Exercise instructions –
Give the number of lines in the data that contain "diagnosis", and nothing more.

Records provided –
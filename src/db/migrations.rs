use rusqlite::Connection;

use crate::error::AppError;

/// Run the consolidated schema migration. Idempotent: every statement is
/// CREATE IF NOT EXISTS, so it is safe on both fresh and existing databases.
pub fn run(conn: &Connection) -> Result<(), AppError> {
    tracing::debug!("Running database migrations");

    conn.execute_batch(SCHEMA)?;

    tracing::info!("Database migrations complete");
    Ok(())
}

const SCHEMA: &str = r#"

-- ============================================================================
-- Agents (fleet roster mirror; must precede everything due to FKs)
-- ============================================================================

CREATE TABLE IF NOT EXISTS agents (
    id          TEXT PRIMARY KEY,
    name        TEXT NOT NULL,
    enabled     INTEGER NOT NULL DEFAULT 1,
    created_at  TEXT NOT NULL,
    updated_at  TEXT NOT NULL
);
CREATE INDEX IF NOT EXISTS idx_agents_enabled ON agents(enabled);

-- ============================================================================
-- Agent Stats (rolling counters snapshotted at the start of each heartbeat)
-- ============================================================================

CREATE TABLE IF NOT EXISTS agent_stats (
    agent_id            TEXT PRIMARY KEY REFERENCES agents(id) ON DELETE CASCADE,
    total_interactions  INTEGER NOT NULL DEFAULT 0,
    total_tasks         INTEGER NOT NULL DEFAULT 0,
    failed_tasks        INTEGER NOT NULL DEFAULT 0,
    total_workflows     INTEGER NOT NULL DEFAULT 0,
    failed_workflows    INTEGER NOT NULL DEFAULT 0,
    success_rate        REAL NOT NULL DEFAULT 1.0,
    last_interaction_at TEXT,
    updated_at          TEXT NOT NULL
);

-- ============================================================================
-- Patterns
-- ============================================================================

CREATE TABLE IF NOT EXISTS proactive_patterns (
    id                TEXT PRIMARY KEY,
    agent_id          TEXT NOT NULL REFERENCES agents(id) ON DELETE CASCADE,
    pattern_type      TEXT NOT NULL CHECK(pattern_type IN (
                        'recurring_task', 'time_preference', 'user_behavior',
                        'error_pattern', 'relationship_milestone', 'skill_gap')),
    group_key         TEXT NOT NULL,
    condition_rules   TEXT NOT NULL,
    confidence        REAL NOT NULL CHECK(confidence >= 0.0 AND confidence <= 1.0),
    observation_count INTEGER NOT NULL DEFAULT 1,
    active            INTEGER NOT NULL DEFAULT 1,
    last_observed_at  TEXT NOT NULL,
    last_triggered_at TEXT,
    expires_at        TEXT NOT NULL,
    created_at        TEXT NOT NULL,
    updated_at        TEXT NOT NULL,
    UNIQUE(agent_id, pattern_type, group_key)
);
CREATE INDEX IF NOT EXISTS idx_pp_agent    ON proactive_patterns(agent_id);
CREATE INDEX IF NOT EXISTS idx_pp_active   ON proactive_patterns(active, confidence);
CREATE INDEX IF NOT EXISTS idx_pp_expires  ON proactive_patterns(expires_at);

-- ============================================================================
-- Pattern Observations (append-only; powers incremental counts + reconciliation)
-- ============================================================================

CREATE TABLE IF NOT EXISTS pattern_observations (
    id           TEXT PRIMARY KEY,
    agent_id     TEXT NOT NULL REFERENCES agents(id) ON DELETE CASCADE,
    pattern_type TEXT NOT NULL,
    group_key    TEXT NOT NULL,
    payload      TEXT,
    observed_at  TEXT NOT NULL
);
CREATE INDEX IF NOT EXISTS idx_po_lookup ON pattern_observations(agent_id, pattern_type, group_key, observed_at);
CREATE INDEX IF NOT EXISTS idx_po_age    ON pattern_observations(observed_at);

-- ============================================================================
-- Suggestions
-- ============================================================================

CREATE TABLE IF NOT EXISTS proactive_suggestions (
    id                TEXT PRIMARY KEY,
    agent_id          TEXT NOT NULL REFERENCES agents(id) ON DELETE CASCADE,
    source_pattern_id TEXT REFERENCES proactive_patterns(id) ON DELETE SET NULL,
    suggestion_type   TEXT NOT NULL CHECK(suggestion_type IN (
                        'automate_recurring_task', 'schedule_optimization',
                        'behavior_insight', 'error_alert', 'relationship_nudge',
                        'skill_suggestion', 'reverse_prompt')),
    priority          TEXT NOT NULL CHECK(priority IN ('low', 'medium', 'high', 'urgent')),
    title             TEXT NOT NULL,
    body              TEXT NOT NULL,
    action_type       TEXT NOT NULL,
    action_params     TEXT NOT NULL DEFAULT '{}',
    confidence        REAL NOT NULL,
    status            TEXT NOT NULL DEFAULT 'pending'
                      CHECK(status IN ('pending', 'accepted', 'dismissed', 'expired')),
    created_at        TEXT NOT NULL,
    expires_at        TEXT NOT NULL,
    resolved_at       TEXT
);
CREATE INDEX IF NOT EXISTS idx_ps_agent_status ON proactive_suggestions(agent_id, status);
CREATE INDEX IF NOT EXISTS idx_ps_source       ON proactive_suggestions(source_pattern_id, created_at);
CREATE INDEX IF NOT EXISTS idx_ps_expires      ON proactive_suggestions(status, expires_at);

-- ============================================================================
-- Healing Records
-- ============================================================================

CREATE TABLE IF NOT EXISTS healing_records (
    id             TEXT PRIMARY KEY,
    agent_id       TEXT NOT NULL REFERENCES agents(id) ON DELETE CASCADE,
    issue_type     TEXT NOT NULL CHECK(issue_type IN (
                     'connectivity', 'rate_limit', 'state_corruption',
                     'capability_gap', 'unknown')),
    severity       TEXT NOT NULL CHECK(severity IN ('low', 'medium', 'high', 'critical')),
    diagnosis      TEXT NOT NULL,
    actions        TEXT NOT NULL,
    current_action INTEGER NOT NULL DEFAULT 0,
    status         TEXT NOT NULL DEFAULT 'diagnosed'
                   CHECK(status IN ('diagnosed', 'awaiting_approval', 'auto_approved',
                                    'executing', 'succeeded', 'failed', 'escalated', 'rejected')),
    attempt_count  INTEGER NOT NULL DEFAULT 1,
    audit_trail    TEXT NOT NULL DEFAULT '[]',
    approved_at    TEXT,
    resolved_at    TEXT,
    created_at     TEXT NOT NULL,
    updated_at     TEXT NOT NULL
);
CREATE INDEX IF NOT EXISTS idx_hr_agent_status ON healing_records(agent_id, status);
-- At most one non-terminal record per (agent, issue type).
CREATE UNIQUE INDEX IF NOT EXISTS idx_hr_open_unique
    ON healing_records(agent_id, issue_type)
    WHERE status NOT IN ('succeeded', 'escalated', 'rejected');

-- ============================================================================
-- Heartbeat Logs (append-only, one row per orchestrator run per agent)
-- ============================================================================

CREATE TABLE IF NOT EXISTS heartbeat_logs (
    id             TEXT PRIMARY KEY,
    agent_id       TEXT NOT NULL REFERENCES agents(id) ON DELETE CASCADE,
    heartbeat_type TEXT NOT NULL CHECK(heartbeat_type IN ('scheduled', 'event', 'realtime')),
    result         TEXT NOT NULL CHECK(result IN ('ok', 'degraded', 'error')),
    sub_results    TEXT NOT NULL DEFAULT '[]',
    duration_ms    INTEGER,
    triggered_at   TEXT NOT NULL
);
CREATE INDEX IF NOT EXISTS idx_hl_agent_time ON heartbeat_logs(agent_id, triggered_at DESC);
CREATE INDEX IF NOT EXISTS idx_hl_age        ON heartbeat_logs(triggered_at);

-- ============================================================================
-- Healing Stats (historical outcome counts per issue/action pair)
-- ============================================================================

CREATE TABLE IF NOT EXISTS healing_stats (
    issue_type      TEXT NOT NULL,
    action_type     TEXT NOT NULL,
    success_count   INTEGER NOT NULL DEFAULT 0,
    failure_count   INTEGER NOT NULL DEFAULT 0,
    last_outcome_at TEXT NOT NULL,
    PRIMARY KEY (issue_type, action_type)
);

"#;

#[cfg(test)]
mod tests {
    use super::*;

    #[test]
    fn test_migrations_idempotent() {
        let conn = Connection::open_in_memory().unwrap();
        run(&conn).unwrap();
        // Running twice must not error.
        run(&conn).unwrap();

        let count: i64 = conn
            .query_row(
                "SELECT COUNT(*) FROM sqlite_master WHERE type = 'table' AND name IN (
                 'agents', 'agent_stats', 'proactive_patterns', 'pattern_observations',
                 'proactive_suggestions', 'healing_records', 'heartbeat_logs', 'healing_stats')",
                [],
                |row| row.get(0),
            )
            .unwrap();
        assert_eq!(count, 8);
    }

    #[test]
    fn test_open_healing_record_uniqueness() {
        let conn = Connection::open_in_memory().unwrap();
        conn.execute_batch("PRAGMA foreign_keys = ON;").unwrap();
        run(&conn).unwrap();

        conn.execute(
            "INSERT INTO agents (id, name, enabled, created_at, updated_at)
             VALUES ('a1', 'Agent One', 1, '2026-01-01T00:00:00Z', '2026-01-01T00:00:00Z')",
            [],
        )
        .unwrap();

        let insert = "INSERT INTO healing_records
             (id, agent_id, issue_type, severity, diagnosis, actions, status, created_at, updated_at)
             VALUES (?1, 'a1', 'connectivity', 'high', '{}', '[]', ?2,
                     '2026-01-01T00:00:00Z', '2026-01-01T00:00:00Z')";

        conn.execute(insert, rusqlite::params!["h1", "executing"])
            .unwrap();
        // Second open record for the same (agent, issue) pair must be refused.
        let dup = conn.execute(insert, rusqlite::params!["h2", "diagnosed"]);
        assert!(dup.is_err());
        // A terminal record for the pair is fine.
        conn.execute(insert, rusqlite::params!["h3", "succeeded"])
            .unwrap();
    }
}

Answer to the exercise –
2